*** Opening of DATA SHOWN ***
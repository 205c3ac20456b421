use std::collections::hash_map::DefaultHasher;
use std::hash::{Hash, Hasher};

use classdesc::desc::types::Primitive;
use classdesc::{FieldDescription, GenericType, LatentField, ModifierReviewable, Modifiers, TypeDescription};

use crate::common::fixture;

fn hash_of<T: Hash + ?Sized>(value: &T) -> u64 {
    let mut hasher = DefaultHasher::new();
    value.hash(&mut hasher);
    hasher.finish()
}

#[test]
fn loaded_and_latent_fields_are_interchangeable() {
    let fixture = fixture();
    let loaded = fixture.pool.field(fixture.container, "count").expect("count field");
    let latent = LatentField::new(
        fixture.pool.describe(fixture.container),
        "count",
        GenericType::raw(TypeDescription::primitive(Primitive::Boolean)),
        Modifiers::PUBLIC | Modifiers::VOLATILE,
        Vec::new(),
    );

    assert_eq!(loaded, latent, "Equality ignores type and modifiers");
    assert_eq!(latent, loaded, "Equality is symmetric across variants");
    assert_eq!(loaded.hash_code(), latent.hash_code());
    assert_eq!(hash_of(&loaded), hash_of(&latent), "Hash impls must agree with equality");

    let as_dyn: [&dyn FieldDescription; 2] = [&loaded, &latent];
    assert!(as_dyn[0] == as_dyn[1], "Trait objects compare by name and owner too");
    assert_eq!(hash_of(as_dyn[0]), hash_of(as_dyn[1]));
}

#[test]
fn owner_and_name_both_participate() {
    let fixture = fixture();
    let count = fixture.pool.field(fixture.container, "count").expect("count field");
    let shared = fixture.pool.field(fixture.container, "shared").expect("shared field");
    assert_ne!(count, shared);

    let elsewhere = LatentField::new(
        fixture.pool.describe(fixture.neighbour),
        "count",
        GenericType::raw(TypeDescription::primitive(Primitive::Long)),
        Modifiers::empty(),
        Vec::new(),
    );
    assert_ne!(count, elsewhere, "Same name on another type is another field");
}

#[test]
fn hash_code_follows_the_documented_formula() {
    let fixture = fixture();
    let count = fixture.pool.field(fixture.container, "count").expect("count field");
    let owner = fixture.pool.describe(fixture.container).hash_code();
    let expected = owner.wrapping_add(31i32.wrapping_mul(classdesc::desc::hash::string_hash_code("count")));
    assert_eq!(count.hash_code(), expected);
}

#[test]
fn to_token_preserves_the_generic_type() {
    let fixture = fixture();
    for field in &fixture.pool.declared_fields(fixture.container) {
        let token = field.to_token();
        assert_eq!(token.name(), field.name());
        assert_eq!(token.modifiers(), field.modifiers());
        assert_eq!(token.field_type(), &*field.field_type().resolve(), "NoOp must not change the type");
    }
}

#[test]
fn generic_signature_exists_only_for_generic_types() {
    let fixture = fixture();
    let fields = fixture.pool.declared_fields(fixture.container);
    let signatures: Vec<_> = fields.iter().map(|field| (field.name().to_owned(), field.generic_signature())).collect();
    assert_eq!(
        signatures,
        [
            ("shared".to_owned(), None),
            ("secret".to_owned(), None),
            ("items".to_owned(), Some("Ljava/util/List<TT;>;".to_owned())),
            ("count".to_owned(), None),
        ]
    );
    let items = fields.named("items").expect("items field");
    assert_eq!(items.descriptor(), "Ljava/util/List;", "Descriptors are always erased");
}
*** Close of DATA SHOWN ***
### ACTIVITY
Your answer should hold exactly the lines from the one containing "assert_eq!(hash_of(as_dyn[0]), hash_of(as_dyn[1]));" to the last line of the data, both included, and no others.

### SOLUTION TO THIS TASK
    assert_eq!(hash_of(as_dyn[0]), hash_of(as_dyn[1]));
}

#[test]
fn owner_and_name_both_participate() {
    let fixture = fixture();
    let count = fixture.pool.field(fixture.container, "count").expect("count field");
    let shared = fixture.pool.field(fixture.container, "shared").expect("shared field");
    assert_ne!(count, shared);

    let elsewhere = LatentField::new(
        fixture.pool.describe(fixture.neighbour),
        "count",
        GenericType::raw(TypeDescription::primitive(Primitive::Long)),
        Modifiers::empty(),
        Vec::new(),
    );
    assert_ne!(count, elsewhere, "Same name on another type is another field");
}

#[test]
fn hash_code_follows_the_documented_formula() {
    let fixture = fixture();
    let count = fixture.pool.field(fixture.container, "count").expect("count field");
    let owner = fixture.pool.describe(fixture.container).hash_code();
    let expected = owner.wrapping_add(31i32.wrapping_mul(classdesc::desc::hash::string_hash_code("count")));
    assert_eq!(count.hash_code(), expected);
}

#[test]
fn to_token_preserves_the_generic_type() {
    let fixture = fixture();
    for field in &fixture.pool.declared_fields(fixture.container) {
        let token = field.to_token();
        assert_eq!(token.name(), field.name());
        assert_eq!(token.modifiers(), field.modifiers());
        assert_eq!(token.field_type(), &*field.field_type().resolve(), "NoOp must not change the type");
    }
}

#[test]
fn generic_signature_exists_only_for_generic_types() {
    let fixture = fixture();
    let fields = fixture.pool.declared_fields(fixture.container);
    let signatures: Vec<_> = fields.iter().map(|field| (field.name().to_owned(), field.generic_signature())).collect();
    assert_eq!(
        signatures,
        [
            ("shared".to_owned(), None),
            ("secret".to_owned(), None),
            ("items".to_owned(), Some("Ljava/util/List<TT;>;".to_owned())),
            ("count".to_owned(), None),
        ]
    );
    let items = fields.named("items").expect("items field");
    assert_eq!(items.descriptor(), "Ljava/util/List;", "Descriptors are always erased");
}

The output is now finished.